▶ _Material provided_

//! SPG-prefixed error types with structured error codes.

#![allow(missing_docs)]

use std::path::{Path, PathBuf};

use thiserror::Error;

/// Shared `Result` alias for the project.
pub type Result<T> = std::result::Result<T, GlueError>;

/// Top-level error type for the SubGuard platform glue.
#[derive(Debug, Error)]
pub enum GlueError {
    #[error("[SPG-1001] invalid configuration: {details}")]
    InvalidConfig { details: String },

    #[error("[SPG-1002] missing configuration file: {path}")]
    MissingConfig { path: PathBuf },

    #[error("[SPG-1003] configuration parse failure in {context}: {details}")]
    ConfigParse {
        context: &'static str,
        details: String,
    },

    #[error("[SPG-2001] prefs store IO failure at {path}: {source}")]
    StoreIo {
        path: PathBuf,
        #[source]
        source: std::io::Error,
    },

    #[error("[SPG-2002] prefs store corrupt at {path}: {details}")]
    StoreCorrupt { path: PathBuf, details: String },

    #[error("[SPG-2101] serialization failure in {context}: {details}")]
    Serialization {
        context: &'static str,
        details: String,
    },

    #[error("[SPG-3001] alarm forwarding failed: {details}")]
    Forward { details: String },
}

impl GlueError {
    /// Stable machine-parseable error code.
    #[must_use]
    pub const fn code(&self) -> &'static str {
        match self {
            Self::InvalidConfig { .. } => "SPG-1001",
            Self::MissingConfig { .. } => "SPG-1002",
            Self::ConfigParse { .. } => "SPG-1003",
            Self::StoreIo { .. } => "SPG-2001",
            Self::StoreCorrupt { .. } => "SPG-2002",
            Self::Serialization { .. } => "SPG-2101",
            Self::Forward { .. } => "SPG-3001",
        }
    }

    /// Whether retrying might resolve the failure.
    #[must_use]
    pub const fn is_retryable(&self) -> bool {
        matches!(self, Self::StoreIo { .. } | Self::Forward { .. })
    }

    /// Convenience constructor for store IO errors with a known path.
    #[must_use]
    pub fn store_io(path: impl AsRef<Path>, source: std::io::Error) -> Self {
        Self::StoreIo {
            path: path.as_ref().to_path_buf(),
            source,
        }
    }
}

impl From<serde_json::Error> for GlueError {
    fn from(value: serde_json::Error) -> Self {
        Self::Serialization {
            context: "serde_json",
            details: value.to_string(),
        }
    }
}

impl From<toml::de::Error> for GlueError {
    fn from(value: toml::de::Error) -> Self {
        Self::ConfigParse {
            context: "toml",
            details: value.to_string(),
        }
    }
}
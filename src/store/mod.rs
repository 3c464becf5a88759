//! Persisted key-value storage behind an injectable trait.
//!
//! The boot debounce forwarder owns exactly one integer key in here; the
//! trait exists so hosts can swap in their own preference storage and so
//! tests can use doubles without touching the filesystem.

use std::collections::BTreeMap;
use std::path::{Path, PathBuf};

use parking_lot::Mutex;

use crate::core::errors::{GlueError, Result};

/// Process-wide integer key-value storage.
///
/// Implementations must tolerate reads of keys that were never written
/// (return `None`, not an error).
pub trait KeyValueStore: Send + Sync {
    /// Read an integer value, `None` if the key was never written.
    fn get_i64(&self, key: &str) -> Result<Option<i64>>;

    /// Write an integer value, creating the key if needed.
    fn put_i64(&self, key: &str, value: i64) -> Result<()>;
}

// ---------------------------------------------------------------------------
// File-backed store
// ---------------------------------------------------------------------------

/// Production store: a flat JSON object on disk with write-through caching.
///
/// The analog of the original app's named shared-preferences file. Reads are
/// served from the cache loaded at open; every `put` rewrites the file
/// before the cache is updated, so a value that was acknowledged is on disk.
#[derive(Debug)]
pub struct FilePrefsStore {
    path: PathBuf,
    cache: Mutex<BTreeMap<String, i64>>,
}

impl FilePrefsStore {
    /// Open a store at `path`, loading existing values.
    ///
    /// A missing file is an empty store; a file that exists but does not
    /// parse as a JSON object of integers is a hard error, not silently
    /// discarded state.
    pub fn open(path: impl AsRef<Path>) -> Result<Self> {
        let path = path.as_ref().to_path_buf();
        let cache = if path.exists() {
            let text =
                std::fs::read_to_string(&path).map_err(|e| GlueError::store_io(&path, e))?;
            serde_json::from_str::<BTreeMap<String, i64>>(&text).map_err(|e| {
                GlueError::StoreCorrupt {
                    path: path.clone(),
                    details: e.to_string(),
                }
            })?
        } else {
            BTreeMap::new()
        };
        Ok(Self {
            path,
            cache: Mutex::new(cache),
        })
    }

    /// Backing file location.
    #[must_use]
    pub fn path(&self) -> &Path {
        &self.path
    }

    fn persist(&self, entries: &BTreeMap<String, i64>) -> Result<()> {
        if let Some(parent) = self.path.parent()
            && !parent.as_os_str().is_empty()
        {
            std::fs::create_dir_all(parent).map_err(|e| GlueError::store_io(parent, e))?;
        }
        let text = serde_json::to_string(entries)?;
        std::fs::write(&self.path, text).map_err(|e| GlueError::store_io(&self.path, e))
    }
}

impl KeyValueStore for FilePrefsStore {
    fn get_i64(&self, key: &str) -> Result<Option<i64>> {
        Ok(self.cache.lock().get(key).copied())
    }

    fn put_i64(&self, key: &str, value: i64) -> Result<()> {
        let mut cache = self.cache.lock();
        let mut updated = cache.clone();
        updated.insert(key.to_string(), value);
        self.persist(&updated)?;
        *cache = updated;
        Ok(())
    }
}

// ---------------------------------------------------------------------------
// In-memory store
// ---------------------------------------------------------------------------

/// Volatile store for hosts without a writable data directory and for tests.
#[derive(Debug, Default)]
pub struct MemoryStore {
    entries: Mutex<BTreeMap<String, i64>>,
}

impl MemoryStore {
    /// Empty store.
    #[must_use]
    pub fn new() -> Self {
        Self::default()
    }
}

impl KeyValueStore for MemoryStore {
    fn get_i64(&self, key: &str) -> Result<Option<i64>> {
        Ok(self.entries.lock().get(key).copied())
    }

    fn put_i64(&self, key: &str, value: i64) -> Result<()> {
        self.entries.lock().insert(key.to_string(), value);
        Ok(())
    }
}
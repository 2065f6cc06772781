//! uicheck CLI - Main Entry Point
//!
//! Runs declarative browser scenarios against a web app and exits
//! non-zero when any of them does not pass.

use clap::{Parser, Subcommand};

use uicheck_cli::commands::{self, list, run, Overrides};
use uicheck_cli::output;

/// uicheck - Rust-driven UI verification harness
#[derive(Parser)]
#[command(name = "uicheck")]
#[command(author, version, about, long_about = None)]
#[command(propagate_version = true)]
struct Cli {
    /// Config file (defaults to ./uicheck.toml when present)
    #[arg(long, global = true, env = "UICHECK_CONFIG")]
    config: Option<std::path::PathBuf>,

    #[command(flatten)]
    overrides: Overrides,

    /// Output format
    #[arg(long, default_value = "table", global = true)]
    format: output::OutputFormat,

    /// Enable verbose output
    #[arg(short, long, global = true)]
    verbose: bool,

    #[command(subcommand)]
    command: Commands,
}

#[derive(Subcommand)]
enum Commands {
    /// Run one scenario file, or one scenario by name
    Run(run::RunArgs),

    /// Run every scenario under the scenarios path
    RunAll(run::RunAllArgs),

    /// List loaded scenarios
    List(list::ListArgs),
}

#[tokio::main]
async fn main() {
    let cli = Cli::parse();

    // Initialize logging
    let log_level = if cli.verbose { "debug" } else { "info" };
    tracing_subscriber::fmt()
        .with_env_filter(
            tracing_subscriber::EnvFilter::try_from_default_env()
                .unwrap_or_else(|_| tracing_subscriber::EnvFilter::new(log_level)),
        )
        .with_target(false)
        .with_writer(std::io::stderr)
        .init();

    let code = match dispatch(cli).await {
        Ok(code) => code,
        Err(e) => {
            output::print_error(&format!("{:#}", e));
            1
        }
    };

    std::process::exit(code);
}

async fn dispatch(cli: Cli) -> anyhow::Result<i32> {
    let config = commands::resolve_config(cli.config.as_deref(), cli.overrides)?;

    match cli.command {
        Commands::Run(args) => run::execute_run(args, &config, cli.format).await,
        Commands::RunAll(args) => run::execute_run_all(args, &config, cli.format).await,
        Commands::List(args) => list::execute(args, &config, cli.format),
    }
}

▶ _Your goal_
What lines of the preceding data include the string "FilePrefsStore"? Pull them out.

▶ _Task response_
pub struct FilePrefsStore {
impl FilePrefsStore {
impl KeyValueStore for FilePrefsStore {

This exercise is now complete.